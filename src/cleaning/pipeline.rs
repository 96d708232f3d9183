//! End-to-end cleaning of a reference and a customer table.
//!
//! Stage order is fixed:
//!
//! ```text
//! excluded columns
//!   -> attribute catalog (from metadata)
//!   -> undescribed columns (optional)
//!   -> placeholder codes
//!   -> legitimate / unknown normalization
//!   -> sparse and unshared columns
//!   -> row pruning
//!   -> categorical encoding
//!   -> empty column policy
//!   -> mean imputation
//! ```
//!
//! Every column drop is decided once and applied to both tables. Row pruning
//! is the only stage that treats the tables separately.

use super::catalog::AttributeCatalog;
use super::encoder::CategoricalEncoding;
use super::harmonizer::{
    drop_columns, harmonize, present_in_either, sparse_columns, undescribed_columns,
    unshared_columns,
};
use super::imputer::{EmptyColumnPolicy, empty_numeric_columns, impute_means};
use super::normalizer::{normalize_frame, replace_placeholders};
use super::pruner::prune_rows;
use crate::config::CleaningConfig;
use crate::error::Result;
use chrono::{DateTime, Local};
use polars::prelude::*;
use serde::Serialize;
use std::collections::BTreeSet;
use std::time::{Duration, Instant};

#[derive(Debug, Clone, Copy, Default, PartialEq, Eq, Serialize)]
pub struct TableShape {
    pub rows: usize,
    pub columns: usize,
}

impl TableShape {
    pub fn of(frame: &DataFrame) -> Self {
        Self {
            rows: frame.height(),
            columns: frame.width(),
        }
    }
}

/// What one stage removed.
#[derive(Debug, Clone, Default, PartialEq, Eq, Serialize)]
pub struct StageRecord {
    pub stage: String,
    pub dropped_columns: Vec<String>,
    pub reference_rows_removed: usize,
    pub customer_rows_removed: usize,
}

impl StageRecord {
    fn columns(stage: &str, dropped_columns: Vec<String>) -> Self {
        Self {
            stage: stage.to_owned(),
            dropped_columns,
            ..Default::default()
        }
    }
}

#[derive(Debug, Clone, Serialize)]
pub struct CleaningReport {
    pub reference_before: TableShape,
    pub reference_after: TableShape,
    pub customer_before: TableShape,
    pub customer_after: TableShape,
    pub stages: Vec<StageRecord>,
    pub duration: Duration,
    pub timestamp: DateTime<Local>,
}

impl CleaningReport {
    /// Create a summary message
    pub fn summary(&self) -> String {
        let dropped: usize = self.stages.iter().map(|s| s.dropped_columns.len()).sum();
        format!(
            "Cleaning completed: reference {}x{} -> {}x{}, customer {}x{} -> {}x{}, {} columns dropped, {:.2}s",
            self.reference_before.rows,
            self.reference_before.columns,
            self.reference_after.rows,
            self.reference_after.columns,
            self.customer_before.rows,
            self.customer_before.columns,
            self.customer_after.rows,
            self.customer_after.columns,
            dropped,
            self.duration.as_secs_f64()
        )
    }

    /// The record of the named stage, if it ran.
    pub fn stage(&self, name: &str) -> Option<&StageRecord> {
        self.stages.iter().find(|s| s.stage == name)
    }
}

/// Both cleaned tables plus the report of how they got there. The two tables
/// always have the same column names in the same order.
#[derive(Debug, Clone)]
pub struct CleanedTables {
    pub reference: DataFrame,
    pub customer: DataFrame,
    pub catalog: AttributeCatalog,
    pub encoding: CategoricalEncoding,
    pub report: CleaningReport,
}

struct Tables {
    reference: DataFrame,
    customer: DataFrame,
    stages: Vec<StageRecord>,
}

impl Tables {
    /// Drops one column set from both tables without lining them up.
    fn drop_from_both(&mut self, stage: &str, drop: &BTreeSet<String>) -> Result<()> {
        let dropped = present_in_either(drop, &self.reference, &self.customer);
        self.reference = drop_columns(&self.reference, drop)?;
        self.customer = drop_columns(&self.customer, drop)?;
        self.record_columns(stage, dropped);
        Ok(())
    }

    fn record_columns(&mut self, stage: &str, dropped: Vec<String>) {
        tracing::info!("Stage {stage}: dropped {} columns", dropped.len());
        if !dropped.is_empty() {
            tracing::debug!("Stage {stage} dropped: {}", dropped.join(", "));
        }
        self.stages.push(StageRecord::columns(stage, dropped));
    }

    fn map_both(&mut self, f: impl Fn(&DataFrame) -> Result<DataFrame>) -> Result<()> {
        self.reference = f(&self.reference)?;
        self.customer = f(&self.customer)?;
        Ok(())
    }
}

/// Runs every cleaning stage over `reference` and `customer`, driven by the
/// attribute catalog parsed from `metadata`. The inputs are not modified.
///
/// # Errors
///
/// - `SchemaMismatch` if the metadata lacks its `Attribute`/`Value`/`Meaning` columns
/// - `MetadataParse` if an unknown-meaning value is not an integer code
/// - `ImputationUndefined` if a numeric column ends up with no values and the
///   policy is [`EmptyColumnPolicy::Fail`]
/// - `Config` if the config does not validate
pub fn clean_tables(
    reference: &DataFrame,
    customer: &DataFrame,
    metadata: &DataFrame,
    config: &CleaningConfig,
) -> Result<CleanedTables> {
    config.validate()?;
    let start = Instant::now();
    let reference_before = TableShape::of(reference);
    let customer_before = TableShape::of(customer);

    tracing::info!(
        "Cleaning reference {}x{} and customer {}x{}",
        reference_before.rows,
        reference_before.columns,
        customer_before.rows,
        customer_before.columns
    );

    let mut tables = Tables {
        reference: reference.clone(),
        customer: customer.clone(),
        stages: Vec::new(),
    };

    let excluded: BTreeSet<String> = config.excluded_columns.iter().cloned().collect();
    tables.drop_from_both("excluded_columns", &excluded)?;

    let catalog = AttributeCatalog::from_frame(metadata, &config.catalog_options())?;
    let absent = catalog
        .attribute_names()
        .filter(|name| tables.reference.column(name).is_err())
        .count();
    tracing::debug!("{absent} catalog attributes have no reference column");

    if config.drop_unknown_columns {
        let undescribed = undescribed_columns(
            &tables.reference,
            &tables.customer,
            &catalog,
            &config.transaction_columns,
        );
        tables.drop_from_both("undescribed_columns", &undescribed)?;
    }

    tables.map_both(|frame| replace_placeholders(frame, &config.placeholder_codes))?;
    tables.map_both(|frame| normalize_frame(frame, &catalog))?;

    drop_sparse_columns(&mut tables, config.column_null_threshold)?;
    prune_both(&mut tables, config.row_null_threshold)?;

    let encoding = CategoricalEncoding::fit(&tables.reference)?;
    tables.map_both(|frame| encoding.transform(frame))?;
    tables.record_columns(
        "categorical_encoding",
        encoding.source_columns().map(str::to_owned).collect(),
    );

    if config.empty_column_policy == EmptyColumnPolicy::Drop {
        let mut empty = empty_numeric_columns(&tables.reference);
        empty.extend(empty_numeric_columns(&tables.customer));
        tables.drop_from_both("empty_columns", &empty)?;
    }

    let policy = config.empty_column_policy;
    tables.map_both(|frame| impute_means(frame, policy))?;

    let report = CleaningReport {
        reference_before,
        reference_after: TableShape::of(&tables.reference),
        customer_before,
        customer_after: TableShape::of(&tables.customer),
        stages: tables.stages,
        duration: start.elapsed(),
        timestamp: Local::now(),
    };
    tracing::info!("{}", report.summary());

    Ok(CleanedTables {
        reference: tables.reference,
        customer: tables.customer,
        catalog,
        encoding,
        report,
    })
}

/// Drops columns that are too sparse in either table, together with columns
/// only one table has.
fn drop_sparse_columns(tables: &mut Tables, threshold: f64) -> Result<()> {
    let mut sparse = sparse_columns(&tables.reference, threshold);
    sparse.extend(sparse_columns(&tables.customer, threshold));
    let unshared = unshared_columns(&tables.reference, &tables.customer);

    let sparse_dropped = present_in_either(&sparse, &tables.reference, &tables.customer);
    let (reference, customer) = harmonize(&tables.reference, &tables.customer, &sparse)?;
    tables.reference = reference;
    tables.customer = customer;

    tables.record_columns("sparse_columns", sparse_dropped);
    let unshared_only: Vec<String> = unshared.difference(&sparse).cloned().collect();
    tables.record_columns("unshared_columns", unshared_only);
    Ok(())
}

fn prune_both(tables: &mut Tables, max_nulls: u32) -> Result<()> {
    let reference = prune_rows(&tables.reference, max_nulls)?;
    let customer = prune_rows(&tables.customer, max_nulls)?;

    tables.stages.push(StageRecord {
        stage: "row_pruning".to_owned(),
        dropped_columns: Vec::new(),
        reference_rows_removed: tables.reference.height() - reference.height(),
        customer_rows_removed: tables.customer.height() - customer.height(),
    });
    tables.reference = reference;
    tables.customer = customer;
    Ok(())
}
● ● ● ● ●
**EXERCISE GOAL:**
Wherever a line above contains "iter", copy that line.

**ANSWER TO THIS PROBLEM:**
        let dropped: usize = self.stages.iter().map(|s| s.dropped_columns.len()).sum();
        self.stages.iter().find(|s| s.stage == name)
    let excluded: BTreeSet<String> = config.excluded_columns.iter().cloned().collect();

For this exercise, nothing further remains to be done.